### Data for review ###

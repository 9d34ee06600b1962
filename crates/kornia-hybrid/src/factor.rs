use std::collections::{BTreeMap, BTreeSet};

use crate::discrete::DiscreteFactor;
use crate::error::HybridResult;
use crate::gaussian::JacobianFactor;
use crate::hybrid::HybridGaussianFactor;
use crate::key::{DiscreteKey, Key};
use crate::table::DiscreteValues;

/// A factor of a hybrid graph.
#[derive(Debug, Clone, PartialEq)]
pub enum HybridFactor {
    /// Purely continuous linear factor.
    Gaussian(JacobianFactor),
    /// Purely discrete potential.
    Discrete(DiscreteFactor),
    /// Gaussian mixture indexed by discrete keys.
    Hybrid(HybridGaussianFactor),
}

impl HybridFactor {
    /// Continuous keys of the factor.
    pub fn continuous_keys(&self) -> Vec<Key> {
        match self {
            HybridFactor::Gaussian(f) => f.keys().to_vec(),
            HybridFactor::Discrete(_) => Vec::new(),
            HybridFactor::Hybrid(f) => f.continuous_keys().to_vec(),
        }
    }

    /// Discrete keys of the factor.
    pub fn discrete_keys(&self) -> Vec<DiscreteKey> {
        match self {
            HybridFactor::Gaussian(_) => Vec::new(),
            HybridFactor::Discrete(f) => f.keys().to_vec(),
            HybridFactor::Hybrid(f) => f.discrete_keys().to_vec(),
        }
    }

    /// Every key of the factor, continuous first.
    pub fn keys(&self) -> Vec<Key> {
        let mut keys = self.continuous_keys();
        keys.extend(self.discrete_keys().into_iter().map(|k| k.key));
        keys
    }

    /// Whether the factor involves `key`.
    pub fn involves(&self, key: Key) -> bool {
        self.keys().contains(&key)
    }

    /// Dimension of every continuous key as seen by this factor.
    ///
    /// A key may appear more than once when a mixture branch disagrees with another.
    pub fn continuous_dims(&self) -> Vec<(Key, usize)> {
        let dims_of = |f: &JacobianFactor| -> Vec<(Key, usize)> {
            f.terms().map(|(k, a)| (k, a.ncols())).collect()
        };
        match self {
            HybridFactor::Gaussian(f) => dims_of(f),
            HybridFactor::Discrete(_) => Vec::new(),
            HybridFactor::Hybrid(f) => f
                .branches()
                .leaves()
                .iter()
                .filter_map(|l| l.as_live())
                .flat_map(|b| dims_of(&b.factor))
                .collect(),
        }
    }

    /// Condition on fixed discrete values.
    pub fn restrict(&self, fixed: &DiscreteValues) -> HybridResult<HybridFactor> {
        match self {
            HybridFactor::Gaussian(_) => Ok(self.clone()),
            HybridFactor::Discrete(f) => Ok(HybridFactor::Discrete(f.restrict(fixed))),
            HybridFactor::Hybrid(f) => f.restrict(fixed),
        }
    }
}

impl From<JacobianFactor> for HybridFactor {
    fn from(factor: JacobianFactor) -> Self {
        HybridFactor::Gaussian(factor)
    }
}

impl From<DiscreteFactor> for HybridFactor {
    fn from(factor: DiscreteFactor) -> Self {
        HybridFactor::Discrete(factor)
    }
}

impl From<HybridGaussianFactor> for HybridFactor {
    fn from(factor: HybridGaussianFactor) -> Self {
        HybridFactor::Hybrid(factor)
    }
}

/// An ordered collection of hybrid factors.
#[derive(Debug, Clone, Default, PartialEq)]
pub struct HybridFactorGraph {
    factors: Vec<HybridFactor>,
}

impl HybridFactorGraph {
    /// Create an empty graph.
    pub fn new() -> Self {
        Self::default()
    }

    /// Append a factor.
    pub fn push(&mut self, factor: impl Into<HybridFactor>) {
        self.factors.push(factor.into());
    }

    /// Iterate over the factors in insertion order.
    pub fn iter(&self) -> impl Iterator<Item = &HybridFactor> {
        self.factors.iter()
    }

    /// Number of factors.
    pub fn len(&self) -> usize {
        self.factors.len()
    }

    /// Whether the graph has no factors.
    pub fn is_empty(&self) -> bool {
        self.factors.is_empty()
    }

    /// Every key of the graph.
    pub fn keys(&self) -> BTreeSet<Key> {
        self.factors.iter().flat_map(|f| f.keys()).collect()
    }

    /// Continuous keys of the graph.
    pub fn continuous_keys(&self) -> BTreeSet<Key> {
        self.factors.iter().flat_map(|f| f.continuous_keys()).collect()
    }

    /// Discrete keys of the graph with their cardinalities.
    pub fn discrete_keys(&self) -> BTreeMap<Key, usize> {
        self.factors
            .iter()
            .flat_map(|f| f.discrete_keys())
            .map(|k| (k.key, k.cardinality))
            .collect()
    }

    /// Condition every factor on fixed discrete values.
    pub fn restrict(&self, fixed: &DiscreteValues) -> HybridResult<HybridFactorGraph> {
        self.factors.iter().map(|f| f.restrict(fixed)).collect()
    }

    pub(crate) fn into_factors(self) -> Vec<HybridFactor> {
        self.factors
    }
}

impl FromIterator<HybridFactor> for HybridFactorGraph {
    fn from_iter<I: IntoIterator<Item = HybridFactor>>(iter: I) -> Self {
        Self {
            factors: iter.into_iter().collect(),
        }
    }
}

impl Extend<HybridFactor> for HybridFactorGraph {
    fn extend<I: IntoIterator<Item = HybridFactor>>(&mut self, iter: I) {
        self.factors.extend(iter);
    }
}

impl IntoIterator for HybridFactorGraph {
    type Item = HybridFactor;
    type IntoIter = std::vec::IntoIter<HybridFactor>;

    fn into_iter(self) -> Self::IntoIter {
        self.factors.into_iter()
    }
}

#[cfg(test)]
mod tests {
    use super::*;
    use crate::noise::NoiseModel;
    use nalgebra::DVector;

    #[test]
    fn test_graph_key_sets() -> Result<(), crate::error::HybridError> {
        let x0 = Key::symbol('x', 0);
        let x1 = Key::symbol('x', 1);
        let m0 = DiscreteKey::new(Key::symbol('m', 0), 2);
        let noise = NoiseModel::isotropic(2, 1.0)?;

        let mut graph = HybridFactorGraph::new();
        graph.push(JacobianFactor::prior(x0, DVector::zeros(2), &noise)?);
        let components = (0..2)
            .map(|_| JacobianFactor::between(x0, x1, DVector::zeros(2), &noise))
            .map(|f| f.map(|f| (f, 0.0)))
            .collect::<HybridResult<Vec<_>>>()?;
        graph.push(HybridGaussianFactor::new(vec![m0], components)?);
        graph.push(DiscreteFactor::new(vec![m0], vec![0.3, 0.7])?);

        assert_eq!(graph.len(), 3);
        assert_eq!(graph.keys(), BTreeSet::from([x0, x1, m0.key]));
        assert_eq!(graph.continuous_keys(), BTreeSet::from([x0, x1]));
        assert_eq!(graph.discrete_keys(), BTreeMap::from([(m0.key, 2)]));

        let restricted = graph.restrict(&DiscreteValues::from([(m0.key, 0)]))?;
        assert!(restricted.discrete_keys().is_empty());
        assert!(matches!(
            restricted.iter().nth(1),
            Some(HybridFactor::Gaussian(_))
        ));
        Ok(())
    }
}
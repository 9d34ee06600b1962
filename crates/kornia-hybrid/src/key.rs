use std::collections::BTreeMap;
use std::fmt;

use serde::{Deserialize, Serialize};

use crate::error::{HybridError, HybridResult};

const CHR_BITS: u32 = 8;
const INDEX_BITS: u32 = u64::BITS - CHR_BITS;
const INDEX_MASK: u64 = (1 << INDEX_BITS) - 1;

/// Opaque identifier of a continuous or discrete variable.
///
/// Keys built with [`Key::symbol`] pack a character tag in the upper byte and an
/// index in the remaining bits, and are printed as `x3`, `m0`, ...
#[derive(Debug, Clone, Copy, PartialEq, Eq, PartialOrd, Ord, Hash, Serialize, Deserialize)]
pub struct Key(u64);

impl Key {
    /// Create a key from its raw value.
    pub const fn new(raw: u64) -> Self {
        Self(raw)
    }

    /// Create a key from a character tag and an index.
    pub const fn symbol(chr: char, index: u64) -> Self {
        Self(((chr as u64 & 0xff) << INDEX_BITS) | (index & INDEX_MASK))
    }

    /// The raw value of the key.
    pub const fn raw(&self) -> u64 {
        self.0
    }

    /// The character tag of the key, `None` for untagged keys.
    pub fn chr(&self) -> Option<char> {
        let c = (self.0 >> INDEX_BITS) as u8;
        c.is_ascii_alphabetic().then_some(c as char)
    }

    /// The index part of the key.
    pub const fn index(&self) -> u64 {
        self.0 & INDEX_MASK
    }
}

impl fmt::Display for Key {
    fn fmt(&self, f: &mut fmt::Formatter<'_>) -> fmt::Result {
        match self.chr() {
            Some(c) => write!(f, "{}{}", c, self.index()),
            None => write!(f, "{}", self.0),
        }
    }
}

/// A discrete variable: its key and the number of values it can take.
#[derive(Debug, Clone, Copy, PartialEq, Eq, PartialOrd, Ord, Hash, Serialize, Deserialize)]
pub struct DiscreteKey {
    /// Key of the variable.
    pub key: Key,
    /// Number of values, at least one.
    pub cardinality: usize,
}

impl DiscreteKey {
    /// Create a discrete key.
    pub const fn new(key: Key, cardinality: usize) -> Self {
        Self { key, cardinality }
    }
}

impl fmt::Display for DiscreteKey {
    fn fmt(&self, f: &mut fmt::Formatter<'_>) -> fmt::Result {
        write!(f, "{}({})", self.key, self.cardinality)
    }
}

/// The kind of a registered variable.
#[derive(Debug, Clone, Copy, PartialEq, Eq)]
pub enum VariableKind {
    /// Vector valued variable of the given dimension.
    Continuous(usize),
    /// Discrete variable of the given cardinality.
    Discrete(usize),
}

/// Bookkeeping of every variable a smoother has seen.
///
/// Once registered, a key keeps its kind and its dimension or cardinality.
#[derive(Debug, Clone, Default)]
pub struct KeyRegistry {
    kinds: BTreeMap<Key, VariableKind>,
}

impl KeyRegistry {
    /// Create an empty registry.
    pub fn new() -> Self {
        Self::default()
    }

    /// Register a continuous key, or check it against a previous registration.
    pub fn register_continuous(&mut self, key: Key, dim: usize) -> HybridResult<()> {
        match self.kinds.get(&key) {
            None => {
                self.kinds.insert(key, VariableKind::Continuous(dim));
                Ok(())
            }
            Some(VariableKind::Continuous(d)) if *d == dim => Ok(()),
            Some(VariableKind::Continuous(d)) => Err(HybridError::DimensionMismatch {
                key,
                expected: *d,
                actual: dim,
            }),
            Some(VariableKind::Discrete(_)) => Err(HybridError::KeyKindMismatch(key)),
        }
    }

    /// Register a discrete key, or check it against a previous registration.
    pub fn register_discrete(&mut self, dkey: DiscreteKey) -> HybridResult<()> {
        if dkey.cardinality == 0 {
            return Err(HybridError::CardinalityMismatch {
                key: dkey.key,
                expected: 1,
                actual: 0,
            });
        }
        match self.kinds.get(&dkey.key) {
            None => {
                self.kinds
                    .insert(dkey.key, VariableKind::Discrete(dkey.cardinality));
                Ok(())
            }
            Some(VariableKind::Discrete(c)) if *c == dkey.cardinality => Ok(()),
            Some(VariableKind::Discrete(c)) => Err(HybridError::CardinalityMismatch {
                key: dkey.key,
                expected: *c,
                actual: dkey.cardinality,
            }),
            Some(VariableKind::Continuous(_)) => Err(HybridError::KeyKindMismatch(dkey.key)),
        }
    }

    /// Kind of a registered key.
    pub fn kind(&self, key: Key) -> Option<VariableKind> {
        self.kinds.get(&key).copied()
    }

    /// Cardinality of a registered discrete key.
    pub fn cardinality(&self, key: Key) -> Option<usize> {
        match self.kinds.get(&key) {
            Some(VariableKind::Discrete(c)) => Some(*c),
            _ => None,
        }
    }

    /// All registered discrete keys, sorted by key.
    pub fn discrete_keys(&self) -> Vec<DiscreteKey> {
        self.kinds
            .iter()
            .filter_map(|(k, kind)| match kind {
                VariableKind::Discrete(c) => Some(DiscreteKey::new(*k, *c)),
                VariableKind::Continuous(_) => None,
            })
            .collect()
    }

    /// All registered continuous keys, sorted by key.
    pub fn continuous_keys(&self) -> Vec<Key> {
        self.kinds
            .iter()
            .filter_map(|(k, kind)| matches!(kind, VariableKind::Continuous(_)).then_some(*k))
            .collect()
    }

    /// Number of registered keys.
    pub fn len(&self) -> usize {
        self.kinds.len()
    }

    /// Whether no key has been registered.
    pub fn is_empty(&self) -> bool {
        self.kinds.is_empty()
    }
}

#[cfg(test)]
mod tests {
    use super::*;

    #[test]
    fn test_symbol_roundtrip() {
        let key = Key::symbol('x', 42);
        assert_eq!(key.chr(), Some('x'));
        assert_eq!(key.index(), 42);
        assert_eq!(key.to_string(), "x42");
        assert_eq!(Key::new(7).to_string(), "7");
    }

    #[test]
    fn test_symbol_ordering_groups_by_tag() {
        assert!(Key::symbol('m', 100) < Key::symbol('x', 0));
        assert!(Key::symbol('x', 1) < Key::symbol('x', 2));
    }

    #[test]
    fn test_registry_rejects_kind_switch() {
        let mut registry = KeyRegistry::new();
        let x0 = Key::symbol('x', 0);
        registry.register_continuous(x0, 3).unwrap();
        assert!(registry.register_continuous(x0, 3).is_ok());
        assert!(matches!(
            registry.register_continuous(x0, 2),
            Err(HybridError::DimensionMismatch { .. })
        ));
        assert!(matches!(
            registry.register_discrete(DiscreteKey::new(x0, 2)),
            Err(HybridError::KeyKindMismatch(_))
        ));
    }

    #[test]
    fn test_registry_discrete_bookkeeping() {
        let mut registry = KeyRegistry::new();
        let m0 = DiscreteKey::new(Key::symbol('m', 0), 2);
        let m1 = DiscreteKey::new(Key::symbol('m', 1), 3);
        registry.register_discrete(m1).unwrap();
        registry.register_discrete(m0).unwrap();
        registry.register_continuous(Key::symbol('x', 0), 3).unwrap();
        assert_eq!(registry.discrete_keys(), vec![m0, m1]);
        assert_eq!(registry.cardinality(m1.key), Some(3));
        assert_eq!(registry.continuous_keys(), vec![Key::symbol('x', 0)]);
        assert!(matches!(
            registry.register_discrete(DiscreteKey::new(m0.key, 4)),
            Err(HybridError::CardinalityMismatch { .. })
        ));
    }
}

###

Identify each line in the records above that contains the word "PartialEq", and copy it out in full.

▶ Answer area
#[derive(Debug, Clone, PartialEq)]
#[derive(Debug, Clone, Default, PartialEq)]
#[derive(Debug, Clone, Copy, PartialEq, Eq, PartialOrd, Ord, Hash, Serialize, Deserialize)]
#[derive(Debug, Clone, Copy, PartialEq, Eq, PartialOrd, Ord, Hash, Serialize, Deserialize)]
#[derive(Debug, Clone, Copy, PartialEq, Eq)]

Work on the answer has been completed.